(Beginning of Information given)
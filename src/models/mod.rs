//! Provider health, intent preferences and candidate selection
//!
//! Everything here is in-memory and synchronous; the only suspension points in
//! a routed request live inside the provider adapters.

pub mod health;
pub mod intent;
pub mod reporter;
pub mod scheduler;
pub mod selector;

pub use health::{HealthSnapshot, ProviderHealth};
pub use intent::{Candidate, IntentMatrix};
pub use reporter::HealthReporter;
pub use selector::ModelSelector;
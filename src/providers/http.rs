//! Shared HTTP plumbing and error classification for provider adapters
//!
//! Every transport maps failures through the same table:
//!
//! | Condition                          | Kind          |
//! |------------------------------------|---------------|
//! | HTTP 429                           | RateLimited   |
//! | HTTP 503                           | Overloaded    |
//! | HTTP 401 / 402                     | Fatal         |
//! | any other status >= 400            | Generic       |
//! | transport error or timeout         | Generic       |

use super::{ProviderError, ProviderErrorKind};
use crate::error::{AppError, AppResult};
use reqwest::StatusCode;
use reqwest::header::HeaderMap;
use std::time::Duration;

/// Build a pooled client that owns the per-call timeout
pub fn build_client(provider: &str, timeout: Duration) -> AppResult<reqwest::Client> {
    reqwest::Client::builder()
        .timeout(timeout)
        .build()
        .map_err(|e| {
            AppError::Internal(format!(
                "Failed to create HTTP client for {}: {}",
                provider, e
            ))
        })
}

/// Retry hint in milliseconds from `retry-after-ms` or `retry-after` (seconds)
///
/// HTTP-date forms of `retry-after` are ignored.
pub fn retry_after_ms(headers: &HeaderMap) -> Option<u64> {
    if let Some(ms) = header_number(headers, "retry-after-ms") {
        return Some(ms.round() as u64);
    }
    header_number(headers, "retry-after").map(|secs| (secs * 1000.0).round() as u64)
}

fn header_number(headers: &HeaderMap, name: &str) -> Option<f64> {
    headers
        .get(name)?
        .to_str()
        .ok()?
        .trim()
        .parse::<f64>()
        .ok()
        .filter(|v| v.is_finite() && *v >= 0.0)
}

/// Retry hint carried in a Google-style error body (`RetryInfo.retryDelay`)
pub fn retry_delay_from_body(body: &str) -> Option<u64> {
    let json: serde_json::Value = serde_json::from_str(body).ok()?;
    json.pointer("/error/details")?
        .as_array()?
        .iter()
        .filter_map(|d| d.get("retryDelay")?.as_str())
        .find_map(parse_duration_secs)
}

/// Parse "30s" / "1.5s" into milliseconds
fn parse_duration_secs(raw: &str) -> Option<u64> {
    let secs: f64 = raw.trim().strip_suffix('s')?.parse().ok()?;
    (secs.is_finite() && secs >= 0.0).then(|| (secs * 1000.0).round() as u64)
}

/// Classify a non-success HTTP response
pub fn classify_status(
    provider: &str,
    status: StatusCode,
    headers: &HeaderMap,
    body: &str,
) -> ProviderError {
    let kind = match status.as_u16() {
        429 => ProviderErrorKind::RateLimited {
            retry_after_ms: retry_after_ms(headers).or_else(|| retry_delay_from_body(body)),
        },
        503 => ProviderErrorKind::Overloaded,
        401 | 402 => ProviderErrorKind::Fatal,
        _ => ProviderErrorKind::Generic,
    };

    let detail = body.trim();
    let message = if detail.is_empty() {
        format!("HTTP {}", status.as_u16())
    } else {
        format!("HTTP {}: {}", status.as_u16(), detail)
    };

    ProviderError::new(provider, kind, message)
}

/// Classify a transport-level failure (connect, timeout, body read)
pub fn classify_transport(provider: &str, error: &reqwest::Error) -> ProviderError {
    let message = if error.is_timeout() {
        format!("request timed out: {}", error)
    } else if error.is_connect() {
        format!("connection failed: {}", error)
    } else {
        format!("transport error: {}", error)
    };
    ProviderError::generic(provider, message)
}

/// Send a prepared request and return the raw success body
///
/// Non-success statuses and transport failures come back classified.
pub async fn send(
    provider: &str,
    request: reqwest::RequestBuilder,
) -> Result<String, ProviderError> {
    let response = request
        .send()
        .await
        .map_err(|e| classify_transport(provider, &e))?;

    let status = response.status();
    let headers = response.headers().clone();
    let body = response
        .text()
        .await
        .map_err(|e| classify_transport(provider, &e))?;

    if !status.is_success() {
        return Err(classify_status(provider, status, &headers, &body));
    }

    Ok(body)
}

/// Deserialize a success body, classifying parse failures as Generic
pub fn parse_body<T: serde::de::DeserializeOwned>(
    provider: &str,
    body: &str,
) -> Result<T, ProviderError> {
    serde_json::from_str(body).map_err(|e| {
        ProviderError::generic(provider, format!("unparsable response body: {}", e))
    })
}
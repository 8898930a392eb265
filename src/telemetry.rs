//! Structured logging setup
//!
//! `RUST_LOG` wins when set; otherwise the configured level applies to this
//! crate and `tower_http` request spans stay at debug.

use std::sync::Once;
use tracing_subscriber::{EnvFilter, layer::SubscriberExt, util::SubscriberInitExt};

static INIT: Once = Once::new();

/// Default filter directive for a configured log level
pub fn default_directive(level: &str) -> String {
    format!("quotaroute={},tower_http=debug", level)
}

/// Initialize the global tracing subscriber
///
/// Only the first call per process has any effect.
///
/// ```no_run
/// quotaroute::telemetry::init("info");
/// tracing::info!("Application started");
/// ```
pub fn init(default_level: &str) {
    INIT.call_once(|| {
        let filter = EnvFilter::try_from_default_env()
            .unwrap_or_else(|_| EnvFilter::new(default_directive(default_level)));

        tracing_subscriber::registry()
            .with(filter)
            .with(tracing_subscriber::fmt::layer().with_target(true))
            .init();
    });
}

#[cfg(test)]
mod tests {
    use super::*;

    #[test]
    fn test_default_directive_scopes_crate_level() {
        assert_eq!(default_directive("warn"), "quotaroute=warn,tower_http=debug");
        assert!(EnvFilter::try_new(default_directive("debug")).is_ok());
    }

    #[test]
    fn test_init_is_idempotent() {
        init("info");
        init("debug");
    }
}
(End of Information given)
(Beginning of Information given)
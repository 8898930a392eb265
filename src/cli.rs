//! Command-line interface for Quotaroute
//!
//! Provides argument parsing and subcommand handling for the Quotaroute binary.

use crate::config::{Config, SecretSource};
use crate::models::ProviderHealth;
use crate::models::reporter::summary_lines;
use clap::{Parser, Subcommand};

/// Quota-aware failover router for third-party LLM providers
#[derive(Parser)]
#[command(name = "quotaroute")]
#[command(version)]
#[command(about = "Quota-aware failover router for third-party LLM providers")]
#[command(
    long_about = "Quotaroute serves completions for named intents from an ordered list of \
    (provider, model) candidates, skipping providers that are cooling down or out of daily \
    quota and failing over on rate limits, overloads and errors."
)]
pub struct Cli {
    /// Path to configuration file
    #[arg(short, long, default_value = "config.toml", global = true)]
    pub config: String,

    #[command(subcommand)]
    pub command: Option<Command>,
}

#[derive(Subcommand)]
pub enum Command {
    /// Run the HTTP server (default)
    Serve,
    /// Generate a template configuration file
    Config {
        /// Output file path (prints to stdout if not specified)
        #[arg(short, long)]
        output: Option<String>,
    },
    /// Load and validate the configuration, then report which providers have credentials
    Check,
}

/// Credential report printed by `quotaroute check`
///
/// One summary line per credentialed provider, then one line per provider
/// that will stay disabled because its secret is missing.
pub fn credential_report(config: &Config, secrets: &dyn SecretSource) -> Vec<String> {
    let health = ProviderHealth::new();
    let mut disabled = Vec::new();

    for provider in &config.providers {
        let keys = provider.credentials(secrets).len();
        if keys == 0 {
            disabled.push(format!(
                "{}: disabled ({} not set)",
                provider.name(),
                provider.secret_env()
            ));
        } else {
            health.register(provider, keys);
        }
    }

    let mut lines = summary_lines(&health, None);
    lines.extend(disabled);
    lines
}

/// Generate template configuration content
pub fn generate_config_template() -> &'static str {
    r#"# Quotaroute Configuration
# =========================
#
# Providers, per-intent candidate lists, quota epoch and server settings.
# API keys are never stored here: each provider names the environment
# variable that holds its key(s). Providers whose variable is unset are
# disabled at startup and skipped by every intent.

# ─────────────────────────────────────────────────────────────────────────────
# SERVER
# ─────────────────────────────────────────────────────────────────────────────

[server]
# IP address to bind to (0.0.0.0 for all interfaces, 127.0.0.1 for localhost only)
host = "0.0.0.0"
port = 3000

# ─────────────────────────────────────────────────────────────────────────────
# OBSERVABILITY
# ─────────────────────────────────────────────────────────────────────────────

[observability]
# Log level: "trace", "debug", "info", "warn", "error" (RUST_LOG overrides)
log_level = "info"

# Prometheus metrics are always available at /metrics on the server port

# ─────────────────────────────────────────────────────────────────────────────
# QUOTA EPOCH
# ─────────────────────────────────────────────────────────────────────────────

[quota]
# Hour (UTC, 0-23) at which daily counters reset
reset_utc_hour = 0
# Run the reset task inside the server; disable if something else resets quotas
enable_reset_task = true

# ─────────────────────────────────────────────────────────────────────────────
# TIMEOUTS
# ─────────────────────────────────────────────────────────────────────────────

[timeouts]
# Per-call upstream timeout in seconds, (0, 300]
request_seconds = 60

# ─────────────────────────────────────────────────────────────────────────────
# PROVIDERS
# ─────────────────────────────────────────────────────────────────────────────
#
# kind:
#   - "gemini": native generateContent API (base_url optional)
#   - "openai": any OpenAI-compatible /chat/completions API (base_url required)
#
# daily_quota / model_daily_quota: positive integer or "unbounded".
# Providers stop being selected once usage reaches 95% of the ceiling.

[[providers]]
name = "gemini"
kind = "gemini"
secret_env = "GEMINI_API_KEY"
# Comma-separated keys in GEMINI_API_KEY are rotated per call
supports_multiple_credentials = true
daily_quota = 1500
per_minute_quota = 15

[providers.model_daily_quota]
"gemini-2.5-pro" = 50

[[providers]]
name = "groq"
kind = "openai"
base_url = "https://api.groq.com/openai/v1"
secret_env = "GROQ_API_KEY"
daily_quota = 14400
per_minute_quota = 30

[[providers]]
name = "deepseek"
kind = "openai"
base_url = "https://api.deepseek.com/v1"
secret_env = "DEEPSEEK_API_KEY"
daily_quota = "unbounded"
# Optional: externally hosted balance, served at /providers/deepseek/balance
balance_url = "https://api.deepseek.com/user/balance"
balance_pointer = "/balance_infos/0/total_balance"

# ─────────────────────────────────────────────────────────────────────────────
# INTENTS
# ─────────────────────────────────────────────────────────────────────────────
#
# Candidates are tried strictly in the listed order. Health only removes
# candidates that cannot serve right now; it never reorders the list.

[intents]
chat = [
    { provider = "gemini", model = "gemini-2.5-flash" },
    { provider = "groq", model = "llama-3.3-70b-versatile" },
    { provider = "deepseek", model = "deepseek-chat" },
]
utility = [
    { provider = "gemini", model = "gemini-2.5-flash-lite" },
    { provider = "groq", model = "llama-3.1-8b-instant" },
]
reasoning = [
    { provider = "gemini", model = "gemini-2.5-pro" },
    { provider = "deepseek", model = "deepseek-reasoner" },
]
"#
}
(End of Information given)
(Beginning of Information given)
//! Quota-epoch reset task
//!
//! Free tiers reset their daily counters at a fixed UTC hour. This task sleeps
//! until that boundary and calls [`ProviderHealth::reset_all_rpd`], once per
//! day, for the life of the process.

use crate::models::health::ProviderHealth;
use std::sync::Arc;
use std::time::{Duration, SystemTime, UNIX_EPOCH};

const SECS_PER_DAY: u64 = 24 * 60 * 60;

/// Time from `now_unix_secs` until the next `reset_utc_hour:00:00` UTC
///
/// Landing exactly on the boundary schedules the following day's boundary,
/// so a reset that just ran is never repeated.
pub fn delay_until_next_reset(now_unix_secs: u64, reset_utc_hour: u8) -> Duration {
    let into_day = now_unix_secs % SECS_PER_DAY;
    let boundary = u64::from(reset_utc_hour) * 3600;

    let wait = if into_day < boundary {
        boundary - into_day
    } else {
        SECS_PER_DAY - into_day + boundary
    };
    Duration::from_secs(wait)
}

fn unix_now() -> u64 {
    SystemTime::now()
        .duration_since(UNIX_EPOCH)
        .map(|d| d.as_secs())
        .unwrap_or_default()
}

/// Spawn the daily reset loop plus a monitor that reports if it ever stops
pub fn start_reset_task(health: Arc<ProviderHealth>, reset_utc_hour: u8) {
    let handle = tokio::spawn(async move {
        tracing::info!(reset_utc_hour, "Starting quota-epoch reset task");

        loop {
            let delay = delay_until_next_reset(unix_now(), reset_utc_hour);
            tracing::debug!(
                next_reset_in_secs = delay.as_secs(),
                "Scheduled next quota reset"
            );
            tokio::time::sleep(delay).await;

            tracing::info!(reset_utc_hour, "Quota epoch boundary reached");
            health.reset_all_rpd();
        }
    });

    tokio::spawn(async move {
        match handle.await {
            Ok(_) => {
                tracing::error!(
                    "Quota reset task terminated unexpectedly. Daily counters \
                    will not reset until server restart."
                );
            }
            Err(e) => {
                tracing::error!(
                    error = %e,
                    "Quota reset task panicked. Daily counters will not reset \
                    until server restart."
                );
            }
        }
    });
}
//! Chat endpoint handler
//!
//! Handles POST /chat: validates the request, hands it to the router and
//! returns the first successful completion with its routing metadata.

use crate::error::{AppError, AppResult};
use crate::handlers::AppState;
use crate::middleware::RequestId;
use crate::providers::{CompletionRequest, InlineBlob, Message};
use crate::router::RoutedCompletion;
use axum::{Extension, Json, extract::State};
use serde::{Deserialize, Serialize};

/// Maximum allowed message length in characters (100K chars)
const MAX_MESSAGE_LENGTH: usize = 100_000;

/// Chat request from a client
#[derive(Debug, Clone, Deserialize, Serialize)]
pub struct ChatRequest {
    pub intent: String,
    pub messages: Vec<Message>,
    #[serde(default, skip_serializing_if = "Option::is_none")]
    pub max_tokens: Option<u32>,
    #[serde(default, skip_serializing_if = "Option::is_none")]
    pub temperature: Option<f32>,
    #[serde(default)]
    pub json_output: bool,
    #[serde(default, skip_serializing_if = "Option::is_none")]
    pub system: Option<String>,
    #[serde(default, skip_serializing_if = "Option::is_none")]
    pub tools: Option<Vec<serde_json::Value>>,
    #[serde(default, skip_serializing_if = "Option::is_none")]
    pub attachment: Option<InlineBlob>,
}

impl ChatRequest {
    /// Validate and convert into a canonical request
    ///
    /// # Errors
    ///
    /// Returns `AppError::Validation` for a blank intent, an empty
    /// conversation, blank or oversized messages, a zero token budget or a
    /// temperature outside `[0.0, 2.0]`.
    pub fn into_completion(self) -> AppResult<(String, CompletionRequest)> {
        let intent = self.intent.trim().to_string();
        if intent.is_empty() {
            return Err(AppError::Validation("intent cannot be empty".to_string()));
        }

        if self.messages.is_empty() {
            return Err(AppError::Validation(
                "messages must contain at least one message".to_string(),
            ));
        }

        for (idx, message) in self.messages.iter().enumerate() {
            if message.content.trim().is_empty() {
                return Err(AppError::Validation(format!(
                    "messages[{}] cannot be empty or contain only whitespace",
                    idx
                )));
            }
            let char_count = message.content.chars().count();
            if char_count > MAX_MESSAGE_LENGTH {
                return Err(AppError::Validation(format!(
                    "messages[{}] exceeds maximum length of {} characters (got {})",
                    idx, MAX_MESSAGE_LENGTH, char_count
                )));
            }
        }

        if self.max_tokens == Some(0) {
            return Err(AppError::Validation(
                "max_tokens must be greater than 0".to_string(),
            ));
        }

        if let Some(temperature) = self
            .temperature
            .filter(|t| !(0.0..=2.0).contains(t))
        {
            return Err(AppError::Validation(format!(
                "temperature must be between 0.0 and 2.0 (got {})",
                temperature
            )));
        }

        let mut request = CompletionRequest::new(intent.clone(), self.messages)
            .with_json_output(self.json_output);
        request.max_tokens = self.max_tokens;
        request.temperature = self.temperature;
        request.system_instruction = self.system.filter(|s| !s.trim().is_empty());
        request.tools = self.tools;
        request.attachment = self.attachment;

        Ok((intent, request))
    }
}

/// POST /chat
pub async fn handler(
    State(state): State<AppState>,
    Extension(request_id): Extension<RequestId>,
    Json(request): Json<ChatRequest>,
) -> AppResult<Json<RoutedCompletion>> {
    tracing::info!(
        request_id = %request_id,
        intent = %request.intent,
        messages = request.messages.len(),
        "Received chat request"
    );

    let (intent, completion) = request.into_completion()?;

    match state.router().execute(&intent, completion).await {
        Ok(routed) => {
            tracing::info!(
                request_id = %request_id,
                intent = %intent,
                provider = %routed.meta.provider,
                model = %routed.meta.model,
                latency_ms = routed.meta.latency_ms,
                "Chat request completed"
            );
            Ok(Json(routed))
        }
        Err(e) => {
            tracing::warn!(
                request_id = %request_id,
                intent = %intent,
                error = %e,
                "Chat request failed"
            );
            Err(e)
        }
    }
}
(End of Information given)
# [Problem requirements]
Go to the line with "filename src/models/mod.rs" in the entries above and repeat every line from there through the line with "transport error or", exactly and with no other text.

# [Exercise solution]
filename src/models/mod.rs
//! Provider health, intent preferences and candidate selection
//!
//! Everything here is in-memory and synchronous; the only suspension points in
//! a routed request live inside the provider adapters.

pub mod health;
pub mod intent;
pub mod reporter;
pub mod scheduler;
pub mod selector;

pub use health::{HealthSnapshot, ProviderHealth};
pub use intent::{Candidate, IntentMatrix};
pub use reporter::HealthReporter;
pub use selector::ModelSelector;
filename src/providers/http.rs
//! Shared HTTP plumbing and error classification for provider adapters
//!
//! Every transport maps failures through the same table:
//!
//! | Condition                          | Kind          |
//! |------------------------------------|---------------|
//! | HTTP 429                           | RateLimited   |
//! | HTTP 503                           | Overloaded    |
//! | HTTP 401 / 402                     | Fatal         |
//! | any other status >= 400            | Generic       |
//! | transport error or timeout         | Generic       |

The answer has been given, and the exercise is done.